Frank Turner at Cambridge Corn Exchange - Live Review

Where do you go after the biggest highs of your career? Small(ish) venues and new stuff, naturally.

Earlier this year, Frank Turner truly crashed into the pop/rock bigtime. Headline concerts at caverns like the O2 Arena in London and the Phones 4 U Arena in Manchester, bill-topping slots at several small regional festivals, even a win on Celebrity Mastermind - this has a huge year for the singer.

It could have been easy after that to take some time off, compose some new ditties and then head to the studios. But instead, a new material road-test has been commissioned, making stop overs in a wide variety of regional towns and cities.

This is Turner's first performance in Cambridge for 3 years - the last of which being at a church in 2011 - and the locals are in the mood for a good time from the off. They dance to opening duo Try This At Home and If Ever I Stray as if to make up for last time, while Turner belts his couplets from the stage.

In truth, the opening numbers are slightly hindered by sonic problems which will be an issue throughout the evening, but they get the standing crowd moshing and what is audible is certainly effective at getting the crowd off and running.

Four songs in comes our first gasp at new material, in the form of the sprightly uptempo Out of Breath - a song that could promise to be a big tune when the expected new record lands next year. Certainly, its the strongest of the five new ones premiered here.

Naturally, its the hits that the crowd are in town for. The Road and Reasons Not To Be An Idiot inspiring early dancing, while a combination of I Am Disappeared and The Way I Tend To Be inspires the biggest singalong of the opening of the concert.

In amongst this is a new track called Glorious You, which is one of many that is a work in progress, and is one of two to receive full live debuts at this show. The other full debutant is the first of Turner's 3 song acoustic set, and is entitled Silent Key, which is a tribute to a schoolteacher that was killed in the Challenger Space Shuttle disaster in 1986.

The other acoustics are social media request - one of which from a couple in the audience who played it at their wedding - before some big guns. Wessex Boy inspires some singing to its gentile groove, before Photosynthesis gets the biggest sing-a-long of the entire night and even some joining in from a largely sedate balcony.

As the evening progresses, the sonic problems are beginning to come worse, with both electric and bass guitars having audio problems. This is biggest on the new song Josephine, which despite having the bones of a good track, is heavily reliant on a bass riff that the speakers don't seem to broadcast.

Not that the crowd are determined to let that stop them a good time. Recovery sees the band's sound technician lead the crowd through frenzied jumping, before Long Live the Queen - despite guitarist Ben Lloyd's lead riff being mute and Frank Turner's guitar stopping working - inspires a fine singalong to close the main set.

Naturally, the first end is not the end, and the band duly returned for another quartet of tunes. An acoustic song entitled The Angel Islington - which Turner described as a sequel to the downbeat Broken Piano on Tape Deck Heart - opens up the encore nicely.

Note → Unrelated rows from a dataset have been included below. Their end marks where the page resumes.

//! Behaviour coverage for the session store.

use super::*;
use crate::domain::ports::{
    AuthServiceError, FixtureAuthService, FixtureDemoIdentities, FixtureProfileRepository,
    InMemorySessionStorage, MockAuthService, MockProfileRepository, ProfileRepositoryError,
};
use crate::domain::{AccessDecision, DisplayName, ErrorCode, UserId, authorize, find_page};
use crate::outbound::memory::MemoryBackend;
use rstest::{fixture, rstest};
use rstest_bdd_macros::{given, then};

const EMILY_ID: &str = "3fa85f64-5717-4562-b3fc-2c963f66afa6";

#[fixture]
fn emily() -> Identity {
    Identity::try_from_strings(EMILY_ID, "Emily Davis", "emily@example.com")
        .expect("valid identity")
}

fn profile(identity: &Identity, role: Role) -> Profile {
    Profile::new(
        identity.id().clone(),
        DisplayName::new(identity.display_name().as_ref()).expect("name"),
        role,
    )
}

fn auth_knowing(identity: &Identity) -> MockAuthService {
    let mut auth = MockAuthService::new();
    let known = identity.clone();
    auth.expect_identity()
        .returning(move |id| Ok((id == known.id()).then(|| known.clone())));
    auth
}

fn profiles_with(profile: Profile) -> MockProfileRepository {
    let mut repo = MockProfileRepository::new();
    repo.expect_find_by_id()
        .returning(move |id| Ok((id == profile.id()).then(|| profile.clone())));
    repo
}

fn store_over(
    services: SessionServices,
    storage: InMemorySessionStorage,
) -> SessionStore<InMemorySessionStorage> {
    SessionStore::new(services, storage)
}

#[given("a demo session store with a persisted role hint")]
fn a_demo_session_store_with_a_persisted_role_hint(
    role: Role,
) -> SessionStore<InMemorySessionStorage> {
    let services = SessionServices::new(Arc::new(FixtureAuthService), Arc::new(FixtureProfileRepository))
        .with_demo_identities(Arc::new(FixtureDemoIdentities));
    store_over(services, InMemorySessionStorage::with_role_hint(role))
}

#[given("a session store without a canned identity provider")]
fn a_session_store_without_a_canned_identity_provider(
    storage: InMemorySessionStorage,
) -> SessionStore<InMemorySessionStorage> {
    let services = SessionServices::new(Arc::new(FixtureAuthService), Arc::new(FixtureProfileRepository));
    store_over(services, storage)
}

#[then("the session is signed out")]
fn the_session_is_signed_out(store: &SessionStore<InMemorySessionStorage>) {
    assert!(!store.is_loading(), "initialisation must finish");
    assert!(store.identity().is_none());
    assert!(store.role().is_none());
}

fn assert_acts_as(store: &SessionStore<InMemorySessionStorage>, role: Role, name: &str) {
    assert!(!store.is_loading());
    assert_eq!(store.role(), Some(role));
    let identity = store.identity().expect("identity present");
    assert_eq!(identity.display_name().as_ref(), name);
}

#[rstest]
#[case(Role::Mentee, "John Smith")]
#[case(Role::Mentor, "Sarah Johnson")]
#[case(Role::Coordinator, "Michael Brown")]
#[tokio::test]
async fn role_hint_selects_the_canned_identity(#[case] role: Role, #[case] name: &str) {
    let mut store = a_demo_session_store_with_a_persisted_role_hint(role);
    assert!(store.is_loading());
    store.initialize().await;
    assert_acts_as(&store, role, name);
}

#[rstest]
#[tokio::test]
async fn role_hint_is_ignored_without_a_provider() {
    let mut store =
        a_session_store_without_a_canned_identity_provider(InMemorySessionStorage::with_role_hint(Role::Mentor));
    store.initialize().await;
    the_session_is_signed_out(&store);
}

#[rstest]
#[case(Role::Coordinator)]
#[case(Role::Mentor)]
#[tokio::test]
async fn stored_identity_takes_its_profile_role(emily: Identity, #[case] role: Role) {
    let services = SessionServices::new(
        Arc::new(auth_knowing(&emily)),
        Arc::new(profiles_with(profile(&emily, role))),
    );
    let mut store = store_over(services, InMemorySessionStorage::with_user_id(emily.id().clone()));
    store.initialize().await;
    assert_acts_as(&store, role, "Emily Davis");
}

#[rstest]
#[tokio::test]
async fn missing_profile_defaults_to_mentee_and_creates_one(emily: Identity) {
    let mut profiles = MockProfileRepository::new();
    profiles.expect_find_by_id().returning(|_| Ok(None));
    let expected = emily.id().clone();
    profiles
        .expect_insert()
        .withf(move |p| p.id() == &expected && p.role() == Role::Mentee)
        .times(1)
        .returning(|_| Ok(()));
    let services = SessionServices::new(Arc::new(auth_knowing(&emily)), Arc::new(profiles));
    let mut store = store_over(services, InMemorySessionStorage::with_user_id(emily.id().clone()));

    store.initialize().await;

    assert_acts_as(&store, Role::Mentee, "Emily Davis");
}

#[rstest]
#[tokio::test]
async fn failed_profile_lookup_leaves_role_unknown(emily: Identity) {
    let mut profiles = MockProfileRepository::new();
    profiles
        .expect_find_by_id()
        .returning(|_| Err(ProfileRepositoryError::connection("refused")));
    let services = SessionServices::new(Arc::new(auth_knowing(&emily)), Arc::new(profiles));
    let mut store = store_over(services, InMemorySessionStorage::with_user_id(emily.id().clone()));

    store.initialize().await;

    assert!(store.identity().is_some());
    assert_eq!(store.role(), None);
}

#[rstest]
#[tokio::test]
async fn failed_identity_lookup_leaves_session_empty(emily: Identity) {
    let mut auth = MockAuthService::new();
    auth.expect_identity()
        .returning(|_| Err(AuthServiceError::connection("timeout")));
    let services = SessionServices::new(Arc::new(auth), Arc::new(FixtureProfileRepository));
    let mut store = store_over(services, InMemorySessionStorage::with_user_id(emily.id().clone()));

    store.initialize().await;

    the_session_is_signed_out(&store);
}

#[rstest]
#[tokio::test]
async fn switching_role_twice_equals_once() {
    let mut store = a_demo_session_store_with_a_persisted_role_hint(Role::Mentee);
    store.initialize().await;

    let once = store.switch_role(Role::Mentor).expect("switch").clone();
    let twice = store.switch_role(Role::Mentor).expect("switch again").clone();

    assert_eq!(once, twice);
    assert_acts_as(&store, Role::Mentor, "Sarah Johnson");
    assert_eq!(store.storage.role_hint().expect("readable"), Some(Role::Mentor));
}

#[rstest]
#[case(Role::Mentor, "/dashboard/mentor/requests")]
#[case(Role::Coordinator, "/dashboard/coordinator/analytics")]
#[tokio::test]
async fn switched_roles_survive_an_unseeded_backend(#[case] role: Role, #[case] page: &str) {
    let backend = MemoryBackend::default();
    let services = SessionServices::new(Arc::new(backend.clone()), Arc::new(backend.clone()))
        .with_demo_identities(Arc::new(FixtureDemoIdentities));
    let allowed = find_page(page).and_then(|rule| rule.allowed);

    let mut store = store_over(services.clone(), InMemorySessionStorage::default());
    store.initialize().await;
    store.switch_role(role).expect("switch");
    assert_eq!(authorize(&mut store, allowed).await, AccessDecision::Authorized);

    let mut next = store_over(services, InMemorySessionStorage::with_role_hint(role));
    next.initialize().await;
    assert_eq!(authorize(&mut next, allowed).await, AccessDecision::Authorized);
    assert_eq!(next.role(), Some(role));

    let id = next.identity().expect("canned identity").id().clone();
    let recorded = ProfileRepository::find_by_id(&backend, &id)
        .await
        .expect("lookup")
        .expect("profile created");
    assert_eq!(recorded.role(), role);
}

#[rstest]
fn switching_role_requires_a_provider() {
    let mut store = a_session_store_without_a_canned_identity_provider(InMemorySessionStorage::default());
    let err = store.switch_role(Role::Coordinator).expect_err("no provider");
    assert_eq!(err.code(), ErrorCode::Forbidden);
    assert_eq!(store.storage.role_hint().expect("readable"), None);
}

#[rstest]
#[tokio::test]
async fn sign_out_then_initialize_is_signed_out() {
    let mut store = a_demo_session_store_with_a_persisted_role_hint(Role::Coordinator);
    store.initialize().await;

    store.sign_out().await;
    the_session_is_signed_out(&store);

    store.initialize().await;
    the_session_is_signed_out(&store);
}

#[rstest]
#[tokio::test]
async fn sign_out_clears_state_when_the_collaborator_fails(emily: Identity) {
    let mut auth = auth_knowing(&emily);
    auth.expect_sign_out()
        .times(1)
        .returning(|_| Err(AuthServiceError::connection("offline")));
    let services = SessionServices::new(
        Arc::new(auth),
        Arc::new(profiles_with(profile(&emily, Role::Mentor))),
    );
    let mut store = store_over(services, InMemorySessionStorage::with_user_id(emily.id().clone()));
    store.initialize().await;

    store.sign_out().await;

    the_session_is_signed_out(&store);
    assert_eq!(store.storage, InMemorySessionStorage::default());
}

#[rstest]
#[tokio::test]
async fn refresh_role_without_identity_is_a_no_op() {
    let mut profiles = MockProfileRepository::new();
    profiles.expect_find_by_id().never();
    let services = SessionServices::new(Arc::new(FixtureAuthService), Arc::new(profiles));
    let mut store = store_over(services, InMemorySessionStorage::default());
    store.initialize().await;

    store.refresh_role().await;

    the_session_is_signed_out(&store);
}

#[rstest]
#[tokio::test]
async fn sign_in_with_bad_credentials_persists_nothing() {
    let mut auth = MockAuthService::new();
    auth.expect_sign_in()
        .returning(|_| Err(AuthServiceError::invalid_credentials()));
    let services = SessionServices::new(Arc::new(auth), Arc::new(FixtureProfileRepository));
    let mut store = store_over(services, InMemorySessionStorage::default());
    let creds = LoginCredentials::try_from_parts("john@example.com", "wrong").expect("shape");

    let err = store.sign_in(&creds).await.expect_err("bad credentials");

    assert_eq!(err.code(), ErrorCode::Unauthorized);
    assert_eq!(store.storage, InMemorySessionStorage::default());
}

#[rstest]
#[tokio::test]
async fn sign_in_replaces_a_stale_role_hint(emily: Identity) {
    let mut auth = MockAuthService::new();
    let signed_in = emily.clone();
    auth.expect_sign_in()
        .returning(move |_| Ok(signed_in.clone()));
    let services = SessionServices::new(
        Arc::new(auth),
        Arc::new(profiles_with(profile(&emily, Role::Mentor))),
    )
    .with_demo_identities(Arc::new(FixtureDemoIdentities));
    let mut store = store_over(services, InMemorySessionStorage::with_role_hint(Role::Coordinator));
    let creds = LoginCredentials::try_from_parts("emily@example.com", "secret1").expect("shape");

    let session = store.sign_in(&creds).await.expect("signed in").clone();

    assert_eq!(session.role, Some(Role::Mentor));
    assert_eq!(store.storage.role_hint().expect("readable"), None);
    assert_eq!(
        store.storage.user_id().expect("readable"),
        Some(UserId::new(EMILY_ID).expect("uuid"))
    );
}

#[rstest]
#[tokio::test]
async fn sign_up_records_the_chosen_role(emily: Identity) {
    let mut auth = MockAuthService::new();
    let registered = emily.clone();
    auth.expect_sign_up()
        .returning(move |_| Ok(registered.clone()));
    let mut profiles = MockProfileRepository::new();
    profiles
        .expect_insert()
        .withf(|p| p.role() == Role::Coordinator)
        .times(1)
        .returning(|_| Ok(()));
    let stored = profile(&emily, Role::Coordinator);
    profiles
        .expect_find_by_id()
        .returning(move |_| Ok(Some(stored.clone())));
    let services = SessionServices::new(Arc::new(auth), Arc::new(profiles));
    let mut store = store_over(services, InMemorySessionStorage::default());
    let details = SignupDetails::try_from_parts(
        "Emily Davis",
        "emily@example.com",
        "secret1",
        Role::Coordinator,
    )
    .expect("valid details");

    let session = store.sign_up(&details).await.expect("registered").clone();

    assert_eq!(session.role, Some(Role::Coordinator));
    assert!(session.is_authenticated());
}

#[rstest]
#[tokio::test]
async fn sign_up_with_a_taken_email_conflicts() {
    let mut auth = MockAuthService::new();
    auth.expect_sign_up()
        .returning(|details| Err(AuthServiceError::email_taken(details.credentials().email().as_ref())));
    let mut profiles = MockProfileRepository::new();
    profiles.expect_insert().never();
    let services = SessionServices::new(Arc::new(auth), Arc::new(profiles));
    let mut store = store_over(services, InMemorySessionStorage::default());
    let details =
        SignupDetails::try_from_parts("John Smith", "john@example.com", "secret1", Role::Mentee)
            .expect("valid details");

    let err = store.sign_up(&details).await.expect_err("duplicate");

    assert_eq!(err.code(), ErrorCode::Conflict);
}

A final trio closes off, culminating in a rampant singalong for I Still Believe and exhausted but delightful dancing for Four Simple Words to pull the certain down on Turner's 1,613th concert.

It wasn't the best show of Turner's career, with poor acoustics hindering the night's quality. But the new material is certainly hinting at promise to come, with recording expected of the new album after the band's tour is wrapped up in Cambridge's university rivals Oxford at the end of the month.

Alongside that, the crowd were loving all the immaculately crafted old stuff that has elevated Turner into bigger rooms than this one, and helped the enjoyment of the show beyond the limited sonic scape.

In all, it was a success, and more with any luck, further decent shows will follow when he returns with his new record next year.

3.5/5

Opening for Turner and his band were Minnesota duo Koo Koo Kanga Roo, who had previously opened for Turner in the United States. The duo are certainly different, having been described as "Beastie Boys meets Sesame Street", and providing merrily nonsensical tunes that began to work a charm on the Cambridge crowd as the evening progressed.

Things then progressed even more when the duo went into the crowd, creating a pit in the middle of the venue while they danced, and even ending the show by bringing out a kid's parachute over the crowd during the final tune. Its certainly a world away from conventional acts of almost every genre, but it worked in getting the crowd pumped up for the concert.